GIVEN RECORDS |

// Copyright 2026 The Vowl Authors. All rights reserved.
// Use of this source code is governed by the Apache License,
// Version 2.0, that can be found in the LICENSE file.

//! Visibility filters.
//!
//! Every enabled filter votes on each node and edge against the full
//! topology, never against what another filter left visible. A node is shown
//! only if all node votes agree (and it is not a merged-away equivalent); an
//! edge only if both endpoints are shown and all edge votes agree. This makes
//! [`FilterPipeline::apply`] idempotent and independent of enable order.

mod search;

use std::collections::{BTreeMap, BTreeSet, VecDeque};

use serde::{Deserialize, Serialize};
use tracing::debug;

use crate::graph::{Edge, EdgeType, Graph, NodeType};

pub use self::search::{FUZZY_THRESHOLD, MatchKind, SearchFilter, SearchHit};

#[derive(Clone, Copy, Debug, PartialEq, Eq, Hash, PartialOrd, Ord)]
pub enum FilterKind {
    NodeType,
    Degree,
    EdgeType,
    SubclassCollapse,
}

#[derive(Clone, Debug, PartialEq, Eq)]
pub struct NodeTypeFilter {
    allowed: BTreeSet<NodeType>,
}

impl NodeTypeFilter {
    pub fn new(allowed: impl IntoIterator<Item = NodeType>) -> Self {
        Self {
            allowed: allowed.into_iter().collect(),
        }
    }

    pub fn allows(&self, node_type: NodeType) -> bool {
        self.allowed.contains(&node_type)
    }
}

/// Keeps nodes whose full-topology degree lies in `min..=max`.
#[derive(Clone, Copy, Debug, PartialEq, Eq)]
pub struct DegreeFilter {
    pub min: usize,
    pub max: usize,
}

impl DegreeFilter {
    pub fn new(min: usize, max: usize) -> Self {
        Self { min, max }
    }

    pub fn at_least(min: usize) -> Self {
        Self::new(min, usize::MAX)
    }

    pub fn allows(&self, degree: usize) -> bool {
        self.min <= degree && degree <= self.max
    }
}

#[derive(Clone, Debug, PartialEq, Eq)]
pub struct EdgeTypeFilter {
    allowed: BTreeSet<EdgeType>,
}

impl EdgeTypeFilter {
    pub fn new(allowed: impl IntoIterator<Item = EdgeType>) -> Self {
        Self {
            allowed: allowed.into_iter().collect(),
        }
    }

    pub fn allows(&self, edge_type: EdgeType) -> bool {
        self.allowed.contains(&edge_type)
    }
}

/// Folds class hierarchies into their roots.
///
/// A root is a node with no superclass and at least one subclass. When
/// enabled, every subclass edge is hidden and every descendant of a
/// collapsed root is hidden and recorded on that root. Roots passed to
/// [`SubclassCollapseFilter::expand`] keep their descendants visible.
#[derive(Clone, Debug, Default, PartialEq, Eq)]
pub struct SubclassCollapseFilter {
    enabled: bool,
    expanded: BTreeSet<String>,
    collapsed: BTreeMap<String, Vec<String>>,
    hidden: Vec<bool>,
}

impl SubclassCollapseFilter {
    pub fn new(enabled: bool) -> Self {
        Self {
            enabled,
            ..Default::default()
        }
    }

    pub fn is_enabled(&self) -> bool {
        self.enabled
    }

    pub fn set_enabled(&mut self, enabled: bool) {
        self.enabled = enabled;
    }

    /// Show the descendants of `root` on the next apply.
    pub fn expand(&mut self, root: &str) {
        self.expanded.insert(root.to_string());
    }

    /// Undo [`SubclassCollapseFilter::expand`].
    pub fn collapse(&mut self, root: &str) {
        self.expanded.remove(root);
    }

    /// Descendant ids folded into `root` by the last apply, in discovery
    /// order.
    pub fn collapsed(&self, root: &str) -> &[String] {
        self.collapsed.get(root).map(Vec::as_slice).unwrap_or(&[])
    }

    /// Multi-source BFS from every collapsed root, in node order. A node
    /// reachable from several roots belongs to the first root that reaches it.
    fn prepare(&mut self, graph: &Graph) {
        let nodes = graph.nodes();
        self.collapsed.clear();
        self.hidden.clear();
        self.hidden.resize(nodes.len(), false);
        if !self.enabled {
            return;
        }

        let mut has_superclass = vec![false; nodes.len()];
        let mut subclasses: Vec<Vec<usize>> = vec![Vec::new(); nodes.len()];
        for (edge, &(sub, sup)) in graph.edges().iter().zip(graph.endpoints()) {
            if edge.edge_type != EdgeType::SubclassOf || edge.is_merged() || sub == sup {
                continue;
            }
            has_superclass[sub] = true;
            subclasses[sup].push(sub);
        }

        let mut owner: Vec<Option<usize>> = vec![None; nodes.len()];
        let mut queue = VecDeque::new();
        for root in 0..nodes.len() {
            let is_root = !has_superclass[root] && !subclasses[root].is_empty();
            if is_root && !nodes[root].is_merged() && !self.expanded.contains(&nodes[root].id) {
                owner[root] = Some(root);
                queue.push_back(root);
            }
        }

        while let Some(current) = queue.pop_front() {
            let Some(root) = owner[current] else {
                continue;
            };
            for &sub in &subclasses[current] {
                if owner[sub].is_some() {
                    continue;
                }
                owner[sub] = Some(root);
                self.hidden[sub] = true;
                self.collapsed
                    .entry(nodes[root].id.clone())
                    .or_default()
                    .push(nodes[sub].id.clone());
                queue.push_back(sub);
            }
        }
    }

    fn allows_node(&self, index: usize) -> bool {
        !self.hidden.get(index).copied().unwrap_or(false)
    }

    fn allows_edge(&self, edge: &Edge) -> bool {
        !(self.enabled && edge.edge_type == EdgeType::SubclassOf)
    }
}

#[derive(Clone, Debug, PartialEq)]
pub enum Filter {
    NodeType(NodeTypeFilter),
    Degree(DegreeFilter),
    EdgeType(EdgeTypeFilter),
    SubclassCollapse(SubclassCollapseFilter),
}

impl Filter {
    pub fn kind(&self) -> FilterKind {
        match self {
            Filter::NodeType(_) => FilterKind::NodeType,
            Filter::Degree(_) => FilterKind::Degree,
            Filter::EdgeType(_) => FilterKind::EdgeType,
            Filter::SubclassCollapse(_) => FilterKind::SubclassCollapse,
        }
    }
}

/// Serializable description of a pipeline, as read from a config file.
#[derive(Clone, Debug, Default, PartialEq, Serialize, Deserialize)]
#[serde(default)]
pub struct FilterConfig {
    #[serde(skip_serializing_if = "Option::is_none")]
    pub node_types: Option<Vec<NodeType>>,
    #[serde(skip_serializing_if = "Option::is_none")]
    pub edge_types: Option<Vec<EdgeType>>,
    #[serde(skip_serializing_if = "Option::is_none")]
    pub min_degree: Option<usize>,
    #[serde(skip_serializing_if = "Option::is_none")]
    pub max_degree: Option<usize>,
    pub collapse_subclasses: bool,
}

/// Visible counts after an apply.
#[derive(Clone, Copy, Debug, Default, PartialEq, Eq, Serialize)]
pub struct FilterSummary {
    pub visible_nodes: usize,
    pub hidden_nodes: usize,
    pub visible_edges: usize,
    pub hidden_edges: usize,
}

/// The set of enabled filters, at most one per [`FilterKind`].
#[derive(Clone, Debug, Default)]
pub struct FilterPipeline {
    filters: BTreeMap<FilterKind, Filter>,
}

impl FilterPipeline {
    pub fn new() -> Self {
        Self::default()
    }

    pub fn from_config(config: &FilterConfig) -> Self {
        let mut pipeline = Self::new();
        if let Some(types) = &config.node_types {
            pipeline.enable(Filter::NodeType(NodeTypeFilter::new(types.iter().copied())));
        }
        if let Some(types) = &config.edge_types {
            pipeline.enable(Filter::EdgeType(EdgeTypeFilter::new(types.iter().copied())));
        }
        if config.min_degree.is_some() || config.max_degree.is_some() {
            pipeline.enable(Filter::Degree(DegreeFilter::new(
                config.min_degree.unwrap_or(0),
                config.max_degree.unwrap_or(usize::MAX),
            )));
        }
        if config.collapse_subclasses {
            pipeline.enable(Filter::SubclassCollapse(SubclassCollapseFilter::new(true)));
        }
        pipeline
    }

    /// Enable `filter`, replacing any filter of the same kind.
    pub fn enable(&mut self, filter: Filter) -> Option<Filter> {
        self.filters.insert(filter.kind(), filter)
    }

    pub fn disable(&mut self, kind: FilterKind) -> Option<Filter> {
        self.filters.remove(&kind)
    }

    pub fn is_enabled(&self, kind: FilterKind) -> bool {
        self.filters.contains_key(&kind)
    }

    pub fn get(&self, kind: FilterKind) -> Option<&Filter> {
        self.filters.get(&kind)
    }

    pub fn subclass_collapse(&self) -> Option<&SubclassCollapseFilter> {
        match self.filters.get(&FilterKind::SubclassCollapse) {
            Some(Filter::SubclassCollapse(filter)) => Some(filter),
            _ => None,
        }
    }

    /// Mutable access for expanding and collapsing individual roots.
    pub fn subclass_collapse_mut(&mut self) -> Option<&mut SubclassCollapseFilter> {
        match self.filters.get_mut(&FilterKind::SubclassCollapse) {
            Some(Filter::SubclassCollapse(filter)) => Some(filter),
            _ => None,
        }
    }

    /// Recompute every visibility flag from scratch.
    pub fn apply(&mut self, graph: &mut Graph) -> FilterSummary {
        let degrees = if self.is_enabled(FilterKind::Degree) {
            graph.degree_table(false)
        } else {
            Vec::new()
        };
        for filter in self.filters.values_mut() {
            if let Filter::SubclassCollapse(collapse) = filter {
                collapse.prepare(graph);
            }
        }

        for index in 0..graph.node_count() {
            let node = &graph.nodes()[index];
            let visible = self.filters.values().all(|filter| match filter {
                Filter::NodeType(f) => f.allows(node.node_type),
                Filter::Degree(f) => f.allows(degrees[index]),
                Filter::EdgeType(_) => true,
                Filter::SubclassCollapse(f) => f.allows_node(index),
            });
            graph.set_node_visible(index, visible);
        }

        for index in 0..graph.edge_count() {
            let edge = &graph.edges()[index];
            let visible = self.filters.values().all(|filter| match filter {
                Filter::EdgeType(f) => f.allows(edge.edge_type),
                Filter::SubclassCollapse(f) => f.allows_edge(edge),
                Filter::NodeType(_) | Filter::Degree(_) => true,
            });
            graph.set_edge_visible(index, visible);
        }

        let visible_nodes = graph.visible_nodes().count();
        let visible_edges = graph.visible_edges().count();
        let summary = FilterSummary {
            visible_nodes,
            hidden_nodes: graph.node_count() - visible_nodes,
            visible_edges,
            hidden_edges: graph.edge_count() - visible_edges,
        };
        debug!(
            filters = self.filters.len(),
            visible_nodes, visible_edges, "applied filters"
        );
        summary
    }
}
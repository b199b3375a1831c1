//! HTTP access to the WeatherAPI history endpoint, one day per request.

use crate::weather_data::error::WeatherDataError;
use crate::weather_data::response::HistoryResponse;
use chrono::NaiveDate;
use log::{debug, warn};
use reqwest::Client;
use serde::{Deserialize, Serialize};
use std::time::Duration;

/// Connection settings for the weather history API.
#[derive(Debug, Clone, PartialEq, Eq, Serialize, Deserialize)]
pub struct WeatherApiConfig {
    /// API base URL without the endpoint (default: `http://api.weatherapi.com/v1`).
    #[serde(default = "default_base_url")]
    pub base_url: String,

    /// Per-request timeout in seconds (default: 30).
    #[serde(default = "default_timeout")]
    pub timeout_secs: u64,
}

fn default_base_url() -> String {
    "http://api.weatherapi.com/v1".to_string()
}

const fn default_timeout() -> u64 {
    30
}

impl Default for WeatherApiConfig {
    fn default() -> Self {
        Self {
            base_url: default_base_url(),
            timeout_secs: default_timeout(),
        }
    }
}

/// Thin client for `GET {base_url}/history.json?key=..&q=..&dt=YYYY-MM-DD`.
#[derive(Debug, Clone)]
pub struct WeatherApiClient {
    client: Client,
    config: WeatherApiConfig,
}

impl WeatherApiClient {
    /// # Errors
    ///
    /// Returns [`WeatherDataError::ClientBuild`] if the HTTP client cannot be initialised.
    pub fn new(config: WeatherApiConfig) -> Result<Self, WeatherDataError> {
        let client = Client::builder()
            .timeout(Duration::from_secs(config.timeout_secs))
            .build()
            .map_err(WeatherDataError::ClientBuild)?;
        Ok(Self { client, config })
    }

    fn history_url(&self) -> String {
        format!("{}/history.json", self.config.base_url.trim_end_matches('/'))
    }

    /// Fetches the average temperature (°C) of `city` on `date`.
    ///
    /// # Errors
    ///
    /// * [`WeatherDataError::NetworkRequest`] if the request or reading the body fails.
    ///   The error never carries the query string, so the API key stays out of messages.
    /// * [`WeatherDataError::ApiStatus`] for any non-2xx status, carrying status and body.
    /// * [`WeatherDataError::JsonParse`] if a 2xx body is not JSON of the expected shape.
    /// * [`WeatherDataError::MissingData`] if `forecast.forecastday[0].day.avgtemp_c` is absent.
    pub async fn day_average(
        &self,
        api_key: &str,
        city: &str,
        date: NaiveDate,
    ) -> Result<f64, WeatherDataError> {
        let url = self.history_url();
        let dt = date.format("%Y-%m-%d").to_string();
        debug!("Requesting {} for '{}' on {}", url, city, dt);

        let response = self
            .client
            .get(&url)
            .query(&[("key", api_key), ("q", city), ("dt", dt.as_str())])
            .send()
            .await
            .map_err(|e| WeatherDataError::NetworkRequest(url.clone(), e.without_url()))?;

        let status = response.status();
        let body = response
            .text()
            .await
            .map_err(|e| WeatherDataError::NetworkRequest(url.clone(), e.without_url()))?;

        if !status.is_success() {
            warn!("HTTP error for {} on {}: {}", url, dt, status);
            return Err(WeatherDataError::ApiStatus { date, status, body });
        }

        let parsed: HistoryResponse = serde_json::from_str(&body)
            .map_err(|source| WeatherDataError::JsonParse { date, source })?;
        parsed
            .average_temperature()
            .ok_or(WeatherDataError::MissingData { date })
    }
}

PROBLEM TO SOLVE | Count each line of the material that includes "NodeTypeFilter", and reply with only the count.

RESPONSE TO THE EXERCISE | 4